Renewable energy use declined environmental degradation in Russia, Brazil, India, and China and indicated that renewable energy use is a very important contributor to environmental degradation reduction as equipment of renewable energy is sustainable as well as ubiquitous (Baloch et al. 2019; Nassani et al. 2017). Hu et al. (2018) suggested that rising renewable energy use contributes to a reduction in environmental degradation. Environmental degradation declines due to renewable energy use; the countries can augment the progress of renewable energy use. The growth of renewable energy use cannot merely assure the energy required of the industrialization but also alleviate environmental degradation (Cheng et al. 2019). The life series environmental degradation of renewable energy use is greatly fewer than the complement of fossil energy use (Dong et al. 2017). The fast growth of renewable energy use supports the renewable energy use reduction effect on environmental degradation. The use of renewable energy has a very important contribution to the reduction of environmental degradation as well as numerous technological barriers, such as insufficiency of infrastructure and low energy resources, occurred with the quick growth of the renewable energy industry in BRICS countries (Sebri and Ben-Salha 2014).

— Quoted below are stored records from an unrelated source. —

//! 组件定义
//!
//! 组件定义描述“如何得到一个组件”：声明类型、作用域、工厂方法、构造参数、
//! 属性值以及自动注入策略。定义可以继承父定义，使用前会合并为最终定义。

use futures::future::{BoxFuture, FutureExt};
use indexmap::IndexMap;
use infrastructure_common::{
    is_prototype_scope, is_singleton_scope, Annotations, ComponentInstance, DefinitionError,
    DefinitionResult, PropertyValue, PropertyValues, TypeInfo, SCOPE_PROTOTYPE,
};
use serde::{Deserialize, Serialize};
use std::collections::BTreeMap;
use std::fmt;
use std::future::Future;
use std::sync::Arc;

/// 自动注入模式
#[derive(Debug, Clone, Copy, PartialEq, Eq, Hash, Default, Serialize, Deserialize)]
#[serde(rename_all = "snake_case")]
pub enum AutowireMode {
    /// 不自动注入
    #[default]
    No,
    /// 按属性名匹配组件名
    ByName,
    /// 按属性类型匹配组件
    ByType,
}

/// 依赖检查策略
#[derive(Debug, Clone, Copy, PartialEq, Eq, Hash, Default, Serialize, Deserialize)]
#[serde(rename_all = "snake_case")]
pub enum DependencyCheck {
    /// 不检查
    #[default]
    None,
    /// 只检查简单值属性
    Simple,
    /// 只检查组件引用属性
    Objects,
    /// 检查全部属性
    All,
}

/// 组件角色
#[derive(Debug, Clone, Copy, PartialEq, Eq, Hash, Default, Serialize, Deserialize)]
#[serde(rename_all = "snake_case")]
pub enum ComponentRole {
    /// 应用组件
    #[default]
    Application,
    /// 支撑组件
    Support,
    /// 容器基础设施组件
    Infrastructure,
}

/// 实例提供者
///
/// 定义上预先给定的创建函数，优先于工厂方法和构造器。
#[derive(Clone)]
pub struct InstanceSupplier(
    Arc<dyn Fn() -> BoxFuture<'static, anyhow::Result<ComponentInstance>> + Send + Sync>,
);

impl InstanceSupplier {
    /// 创建实例提供者
    pub fn new<T, F, Fut>(supplier: F) -> Self
    where
        T: Send + Sync + 'static,
        F: Fn() -> Fut + Send + Sync + 'static,
        Fut: Future<Output = anyhow::Result<T>> + Send + 'static,
    {
        Self(Arc::new(move || {
            supplier()
                .map(|result| result.map(ComponentInstance::new))
                .boxed()
        }))
    }

    /// 获取实例
    pub fn get(&self) -> BoxFuture<'static, anyhow::Result<ComponentInstance>> {
        (self.0)()
    }
}

impl fmt::Debug for InstanceSupplier {
    fn fmt(&self, f: &mut fmt::Formatter<'_>) -> fmt::Result {
        f.write_str("InstanceSupplier(<function>)")
    }
}

/// 构造参数
#[derive(Debug, Clone, Default)]
pub struct ConstructorArguments {
    indexed: BTreeMap<usize, PropertyValue>,
    named: IndexMap<String, PropertyValue>,
}

impl ConstructorArguments {
    /// 按位置添加参数
    pub fn add_indexed(&mut self, index: usize, value: PropertyValue) {
        self.indexed.insert(index, value);
    }

    /// 按名称添加参数
    pub fn add_named(&mut self, name: impl Into<String>, value: PropertyValue) {
        self.named.insert(name.into(), value);
    }

    /// 按位置获取
    pub fn indexed(&self, index: usize) -> Option<&PropertyValue> {
        self.indexed.get(&index)
    }

    /// 按名称获取
    pub fn named(&self, name: &str) -> Option<&PropertyValue> {
        self.named.get(name)
    }

    /// 参数总数
    pub fn len(&self) -> usize {
        self.indexed.len() + self.named.len()
    }

    /// 是否为空
    pub fn is_empty(&self) -> bool {
        self.indexed.is_empty() && self.named.is_empty()
    }

    /// 用另一组参数覆盖
    pub fn merge(&mut self, other: &ConstructorArguments) {
        for (index, value) in &other.indexed {
            self.indexed.insert(*index, value.clone());
        }
        for (name, value) in &other.named {
            self.named.insert(name.clone(), value.clone());
        }
    }
}

/// 组件定义
#[derive(Debug, Clone)]
pub struct ComponentDefinition {
    /// 声明类型
    pub type_info: Option<TypeInfo>,
    /// 作用域标识，空字符串表示单例
    pub scope: String,
    /// 工厂组件名称
    pub factory_component_name: Option<String>,
    /// 工厂方法名称
    pub factory_method_name: Option<String>,
    /// 构造参数
    pub constructor_args: ConstructorArguments,
    /// 属性值
    pub property_values: PropertyValues,
    /// 自动注入模式
    pub autowire_mode: AutowireMode,
    /// 依赖检查策略
    pub dependency_check: DependencyCheck,
    /// 是否为首选候选
    pub primary: bool,
    /// 是否为合成定义，合成定义不经过后置处理器
    pub synthetic: bool,
    /// 组件角色
    pub role: ComponentRole,
    /// 排序值，数值越大越优先
    pub order: Option<i32>,
    /// 是否懒加载
    pub lazy_init: bool,
    /// 必须先于本组件创建的组件
    pub depends_on: Vec<String>,
    /// 是否参与按类型自动注入
    pub autowire_candidate: bool,
    /// 限定符
    pub qualifiers: Vec<String>,
    /// 是否为抽象定义
    pub is_abstract: bool,
    /// 父定义名称
    pub parent_name: Option<String>,
    /// 实例提供者
    pub instance_supplier: Option<InstanceSupplier>,
    /// 初始化方法名称
    pub init_method_names: Vec<String>,
    /// 销毁方法名称
    pub destroy_method_names: Vec<String>,
    /// 定义注解
    pub annotations: Annotations,
    /// 描述
    pub description: Option<String>,
}

impl Default for ComponentDefinition {
    fn default() -> Self {
        Self {
            type_info: None,
            scope: String::new(),
            factory_component_name: None,
            factory_method_name: None,
            constructor_args: ConstructorArguments::default(),
            property_values: PropertyValues::new(),
            autowire_mode: AutowireMode::No,
            dependency_check: DependencyCheck::None,
            primary: false,
            synthetic: false,
            role: ComponentRole::Application,
            order: None,
            lazy_init: false,
            depends_on: Vec::new(),
            autowire_candidate: true,
            qualifiers: Vec::new(),
            is_abstract: false,
            parent_name: None,
            instance_supplier: None,
            init_method_names: Vec::new(),
            destroy_method_names: Vec::new(),
            annotations: Annotations::new(),
            description: None,
        }
    }
}

impl ComponentDefinition {
    /// 创建指定类型的定义
    pub fn new(type_info: TypeInfo) -> Self {
        Self {
            type_info: Some(type_info),
            ..Self::default()
        }
    }

    /// 创建类型 `T` 的定义
    pub fn of<T: ?Sized + 'static>() -> Self {
        Self::new(TypeInfo::of::<T>())
    }

    /// 创建由工厂组件的实例方法产生的定义
    pub fn from_factory_method(
        factory_component: impl Into<String>,
        method: impl Into<String>,
    ) -> Self {
        Self {
            factory_component_name: Some(factory_component.into()),
            factory_method_name: Some(method.into()),
            ..Self::default()
        }
    }

    /// 创建由类型 `T` 的静态方法产生的定义
    pub fn from_static_method<T: ?Sized + 'static>(method: impl Into<String>) -> Self {
        Self {
            factory_method_name: Some(method.into()),
            ..Self::of::<T>()
        }
    }

    /// 创建继承父定义的子定义
    pub fn child_of(parent: impl Into<String>) -> Self {
        Self {
            parent_name: Some(parent.into()),
            ..Self::default()
        }
    }

    /// 创建使用实例提供者的定义
    pub fn supplied<T, F, Fut>(supplier: F) -> Self
    where
        T: Send + Sync + 'static,
        F: Fn() -> Fut + Send + Sync + 'static,
        Fut: Future<Output = anyhow::Result<T>> + Send + 'static,
    {
        Self {
            instance_supplier: Some(InstanceSupplier::new(supplier)),
            ..Self::of::<T>()
        }
    }

    /// 设置作用域
    pub fn with_scope(mut self, scope: impl Into<String>) -> Self {
        self.scope = scope.into();
        self
    }

    /// 设置为原型作用域
    pub fn prototype(self) -> Self {
        self.with_scope(SCOPE_PROTOTYPE)
    }

    /// 添加属性值
    pub fn with_property(mut self, name: impl Into<String>, value: PropertyValue) -> Self {
        self.property_values.add(name, value);
        self
    }

    /// 按位置添加构造参数
    pub fn with_constructor_arg(mut self, index: usize, value: PropertyValue) -> Self {
        self.constructor_args.add_indexed(index, value);
        self
    }

    /// 按名称添加构造参数
    pub fn with_named_constructor_arg(mut self, name: impl Into<String>, value: PropertyValue) -> Self {
        self.constructor_args.add_named(name, value);
        self
    }

    /// 设置自动注入模式
    pub fn with_autowire_mode(mut self, mode: AutowireMode) -> Self {
        self.autowire_mode = mode;
        self
    }

    /// 设置依赖检查策略
    pub fn with_dependency_check(mut self, check: DependencyCheck) -> Self {
        self.dependency_check = check;
        self
    }

    /// 标记为首选
    pub fn primary(mut self) -> Self {
        self.primary = true;
        self
    }

    /// 标记为合成定义
    pub fn synthetic(mut self) -> Self {
        self.synthetic = true;
        self
    }

    /// 设置角色
    pub fn with_role(mut self, role: ComponentRole) -> Self {
        self.role = role;
        self
    }

    /// 设置排序值
    pub fn with_order(mut self, order: i32) -> Self {
        self.order = Some(order);
        self
    }

    /// 标记为懒加载
    pub fn lazy(mut self) -> Self {
        self.lazy_init = true;
        self
    }

    /// 添加 depends-on 组件
    pub fn depends_on(mut self, name: impl Into<String>) -> Self {
        self.depends_on.push(name.into());
        self
    }

    /// 设置是否参与自动注入
    pub fn with_autowire_candidate(mut self, candidate: bool) -> Self {
        self.autowire_candidate = candidate;
        self
    }

    /// 添加限定符
    pub fn qualified(mut self, qualifier: impl Into<String>) -> Self {
        self.qualifiers.push(qualifier.into());
        self
    }

    /// 标记为抽象定义
    pub fn abstract_definition(mut self) -> Self {
        self.is_abstract = true;
        self
    }

    /// 添加初始化方法
    pub fn with_init_method(mut self, method: impl Into<String>) -> Self {
        self.init_method_names.push(method.into());
        self
    }

    /// 添加销毁方法
    pub fn with_destroy_method(mut self, method: impl Into<String>) -> Self {
        self.destroy_method_names.push(method.into());
        self
    }

    /// 添加注解
    pub fn with_annotation(mut self, key: impl Into<String>, value: impl Into<serde_json::Value>) -> Self {
        self.annotations.insert(key, value);
        self
    }

    /// 设置描述
    pub fn with_description(mut self, description: impl Into<String>) -> Self {
        self.description = Some(description.into());
        self
    }

    /// 是否为单例
    pub fn is_singleton(&self) -> bool {
        is_singleton_scope(&self.scope)
    }

    /// 是否为原型
    pub fn is_prototype(&self) -> bool {
        is_prototype_scope(&self.scope)
    }

    /// 是否有工厂方法或实例提供者
    pub fn has_factory(&self) -> bool {
        self.factory_method_name.is_some() || self.instance_supplier.is_some()
    }

    /// 是否跳过后置处理器
    pub fn skips_processing(&self) -> bool {
        self.synthetic || self.role == ComponentRole::Infrastructure
    }

    /// 定义上的优先级
    pub fn priority(&self) -> Option<i32> {
        self.order.or_else(|| self.annotations.priority())
    }

    /// 与父定义合并，子定义中显式给出的值优先
    pub fn merged_with_parent(&self, parent: &ComponentDefinition) -> ComponentDefinition {
        let mut merged = parent.clone();

        if self.type_info.is_some() {
            merged.type_info = self.type_info;
        }
        if !self.scope.is_empty() {
            merged.scope = self.scope.clone();
        }
        if self.factory_component_name.is_some() {
            merged.factory_component_name = self.factory_component_name.clone();
        }
        if self.factory_method_name.is_some() {
            merged.factory_method_name = self.factory_method_name.clone();
        }
        merged.constructor_args.merge(&self.constructor_args);
        merged.property_values.merge(&self.property_values);
        merged.autowire_mode = self.autowire_mode;
        merged.dependency_check = self.dependency_check;
        merged.primary = self.primary;
        merged.synthetic = self.synthetic;
        merged.role = self.role;
        if self.order.is_some() {
            merged.order = self.order;
        }
        merged.lazy_init = self.lazy_init;
        if !self.depends_on.is_empty() {
            merged.depends_on = self.depends_on.clone();
        }
        merged.autowire_candidate = self.autowire_candidate;
        for qualifier in &self.qualifiers {
            if !merged.qualifiers.contains(qualifier) {
                merged.qualifiers.push(qualifier.clone());
            }
        }
        merged.is_abstract = self.is_abstract;
        merged.parent_name = None;
        if self.instance_supplier.is_some() {
            merged.instance_supplier = self.instance_supplier.clone();
        }
        if !self.init_method_names.is_empty() {
            merged.init_method_names = self.init_method_names.clone();
        }
        if !self.destroy_method_names.is_empty() {
            merged.destroy_method_names = self.destroy_method_names.clone();
        }
        merged.annotations.merge(&self.annotations);
        if self.description.is_some() {
            merged.description = self.description.clone();
        }
        merged
    }

    /// 校验定义本身的完整性
    pub fn validate(&self, name: &str) -> DefinitionResult<()> {
        if self.is_abstract || self.parent_name.is_some() {
            return Ok(());
        }
        if self.type_info.is_none() && !self.has_factory() {
            return Err(DefinitionError::invalid(name, "缺少声明类型、工厂方法或实例提供者"));
        }
        if self.factory_component_name.is_some() && self.factory_method_name.is_none() {
            return Err(DefinitionError::invalid(name, "指定了工厂组件但没有工厂方法"));
        }
        Ok(())
    }

    /// 简要描述，用于日志
    pub fn summary(&self) -> String {
        let type_name = self.type_info.map_or("<未声明>", |t| t.short_name());
        let scope = if self.scope.is_empty() { "singleton" } else { &self.scope };
        match (&self.factory_component_name, &self.factory_method_name) {
            (Some(host), Some(method)) => {
                format!("type={} scope={} factory={}.{}", type_name, scope, host, method)
            }
            (None, Some(method)) => format!("type={} scope={} factory={}::{}", type_name, scope, type_name, method),
            _ => format!("type={} scope={}", type_name, scope),
        }
    }
}

#[cfg(test)]
mod tests {
    use super::*;

    struct DataSource;

    #[test]
    fn test_child_definition_overrides_parent() {
        let parent = ComponentDefinition::of::<DataSource>()
            .with_property("url", PropertyValue::literal("jdbc:a"))
            .with_property("pool", PropertyValue::literal(4))
            .prototype()
            .abstract_definition();
        let child = ComponentDefinition::child_of("base")
            .with_property("url", PropertyValue::literal("jdbc:b"))
            .with_order(5);

        let merged = child.merged_with_parent(&parent);
        assert_eq!(merged.type_info, Some(TypeInfo::of::<DataSource>()));
        assert!(merged.is_prototype());
        assert!(!merged.is_abstract);
        assert_eq!(merged.priority(), Some(5));
        assert!(merged.parent_name.is_none());
        assert!(matches!(
            merged.property_values.get("url"),
            Some(PropertyValue::Literal(v)) if v == "jdbc:b"
        ));
        assert!(merged.property_values.contains("pool"));
    }

    #[test]
    fn test_validate_definition() {
        assert!(ComponentDefinition::default().validate("empty").is_err());
        assert!(ComponentDefinition::of::<DataSource>().validate("ds").is_ok());
        assert!(ComponentDefinition::from_factory_method("config", "dataSource")
            .validate("ds")
            .is_ok());
        assert!(ComponentDefinition::of::<DataSource>().is_singleton());
    }
}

Environmental degradation reduces due to foreign direct investment and the use of renewable energy in BRICS countries. Cheng et al. (2019) indicated that FDI has a vital role in environmental degradation and investment in renewable energy declines environmental degradation. FDI boosts environmental degradation in Saudi Arabia according to Omri et al. (2019) but Zhu et al. (2016) found a reduction in environmental degradation of Asian countries due to FDI. Zhang and Zhou (2016) assessed the association of FDI with environmental degradation in China and indicated that environmental degradation in China reduces due to FDI and suggested that the industrial constitution and equipment level decline environmental degradation in China.
Methodology
This study uses panel data from 5 BRICS, 145 developing, 31 developed, and 176 global countries over the period 1991 to 2018 to assess the association of natural resources, renewable energy use, and economic growth with environmental degradation (CO2 emission) in BRICS, developing, developed, and global countries. We use metric tons of CO2 emission per capita for environment degradation (CO2 emission) and three variables for natural resources such as fuel export percentage of merchandize export for fuel resources (FUR), ores and metal export percentage of merchandize export for ores and metal resources (OMR), and percentage of GDP total natural resource rent (coal, oil, natural gas, and mineral rents) for natural resources (TNR). We use constant 2010 USD per capita GDP for economic growth (EG), renewable energy consumption, percentage of total final energy consumption for renewable energy use (REU), current US dollar, net inflows foreign direct investment for foreign direct investment inflows (FDI), percentage of trade for trade openness (TO), and the annual percentage of urban population growth for urbanization (URB). The data for environmental degradation (CO2 emissions) are collected from the Joint Research Centre (JRC 2019) but data for fuel resources, ore and metal resources, total natural resources rents, renewable energy use, economic growth, FDI, trade openness, and urbanization are collected from the World Development Indicators (WB, WDI 2019). Figure 2 represents the total annual CO2 emission in the world and top pollutant countries which enlarged to 37.1 billion tons in global countries as well as 10.07 billion tons in China, 5.27 billion tons in the USA, 3.52 billion tons in European Union countries, and 5.42 billion tons in India, in 2018 (JRC 2019).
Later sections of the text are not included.